Tiwanaku, gevonden aan de zuidelijke oever van het Titicacameer in Bolivia, was de hoofdstad van een van de belangrijkste beschavingen die bestond vóór de Inca's. Het Tiwanaku-rijk omvatte delen van wat nu Bolivia, Argentinië, Peru en Chili zijn van ongeveer 500 tot 950 na Christus. Het gebied waar de stad Tiwanaku ligt, ligt bijna 4.000 meter (13.000 voet) boven de zeespiegel, waardoor het een van de de hoogste stedelijke centra ooit gebouwd.
Archeologen hebben slechts een klein deel van de stad opgegraven, maar ze schatten dat er op zijn hoogtepunt minstens 20.000 mensen in Tiwanaku woonden. Opgravingen hebben aangetoond dat de burgers in aparte buurten woonden, die werden omsloten door grote lemen muren. Andere overblijfselen die in de stad zijn gevonden, zijn tempels, een piramide, grote poorten en gravures van buitenaardse gezichten. Het enige uitgebreid bestudeerde gebied is het stadscentrum.

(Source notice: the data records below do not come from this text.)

//! Fixtures for wiring a service context from fakes

use std::sync::Arc;
use std::time::Duration;

use levelup_cache::{AnnouncementPublisher, ConfigCache, MemoryCooldownGate, RedisPool, RedisPoolConfig};
use levelup_core::entities::LevelingConfig;
use levelup_core::Snowflake;
use levelup_service::{ServiceContext, ServiceContextBuilder};

use crate::fakes::{
    MemoryConfigRepository, MemoryProgressRepository, RecordingAuditLog, RecordingNotifier,
};

/// A fully wired context plus handles to every fake behind it
pub struct TestHarness {
    pub ctx: ServiceContext,
    pub config_repo: Arc<MemoryConfigRepository>,
    pub progress_repo: Arc<MemoryProgressRepository>,
    pub audit_log: Arc<RecordingAuditLog>,
    pub notifier: Arc<RecordingNotifier>,
    pub gate: Arc<MemoryCooldownGate>,
}

impl TestHarness {
    pub fn new() -> Self {
        let _ = levelup_common::try_init_tracing();

        let config_repo = Arc::new(MemoryConfigRepository::new());
        let progress_repo = Arc::new(MemoryProgressRepository::new());
        let audit_log = Arc::new(RecordingAuditLog::new());
        let notifier = Arc::new(RecordingNotifier::new());
        let gate = Arc::new(MemoryCooldownGate::new());

        // Pool pointed at a closed port: building is lazy, and event
        // publishing is fire-and-forget, so tests run without Redis.
        let pool = RedisPool::new(RedisPoolConfig {
            url: "redis://127.0.0.1:6399".to_string(),
            max_connections: 2,
        })
        .expect("pool construction is offline");
        let publisher = AnnouncementPublisher::new(pool);

        let ctx = ServiceContextBuilder::new()
            .config_repo(config_repo.clone())
            .progress_repo(progress_repo.clone())
            .audit_repo(audit_log.clone())
            .cooldown_gate(gate.clone())
            .notifier(notifier.clone())
            .publisher(publisher)
            // Zero TTL so configs seeded mid-test are picked up immediately
            .config_cache(Arc::new(ConfigCache::new(Duration::ZERO)))
            .build()
            .expect("all context dependencies provided");

        Self {
            ctx,
            config_repo,
            progress_repo,
            audit_log,
            notifier,
            gate,
        }
    }

    /// Seed a guild config with a fixed gain and cooldown
    pub fn seed_config(&self, guild_id: Snowflake, min: i64, max: i64, cooldown: i64) {
        let mut config = LevelingConfig::defaults(guild_id);
        config.set_gain_range(min, max);
        config.set_cooldown(cooldown);
        self.config_repo.seed(config);
    }

    /// Seed a guild config that announces to a fixed channel
    pub fn seed_config_with_channel(
        &self,
        guild_id: Snowflake,
        min: i64,
        max: i64,
        cooldown: i64,
        channel_id: Snowflake,
    ) {
        let mut config = LevelingConfig::defaults(guild_id);
        config.set_gain_range(min, max);
        config.set_cooldown(cooldown);
        config.set_announce_channel(Some(channel_id));
        self.config_repo.seed(config);
    }
}

impl Default for TestHarness {
    fn default() -> Self {
        Self::new()
    }
}

/// Poll until `cond` holds or ~500ms elapse; returns the final value
///
/// Spawned side effects (announcements, audit writes) land after the main
/// call returns, so assertions on them go through here.
pub async fn wait_until<F: Fn() -> bool>(cond: F) -> bool {
    for _ in 0..100 {
        if cond() {
            return true;
        }
        tokio::time::sleep(Duration::from_millis(5)).await;
    }
    cond()
}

Tegen 1200 na Christus was de Tiwanaku-beschaving vrijwel verdwenen uit het gebied. De meeste archeologen zijn het erover eens dat dit te wijten was aan drastische weersveranderingen daar. De cultuur ging echter door, omdat het de basis werd van de overtuigingen van de Inca's, die naast het gebied woonden. Ze geloofden niet dat de regio eerder was bewoond door een eerdere beschaving. Ze geloofden eerder dat Tiwanaku de plek was waar de Inca-god Viracocha de eerste mensen schiep. Interessant is dat de Inca's hun eigen structuren bouwden naast die eerder door de Tiwanaku waren gebouwd.
Een van de meest interessante bouwwerken is de Akapana-piramide. Het was een van de grootste bouwwerken in Tiwanaku, en waarschijnlijk het belangrijkste heilige gebied in de stad. Plunderaars verwijderden echter veel van de stenen, waardoor het veel minder indrukwekkend was dan het ooit was.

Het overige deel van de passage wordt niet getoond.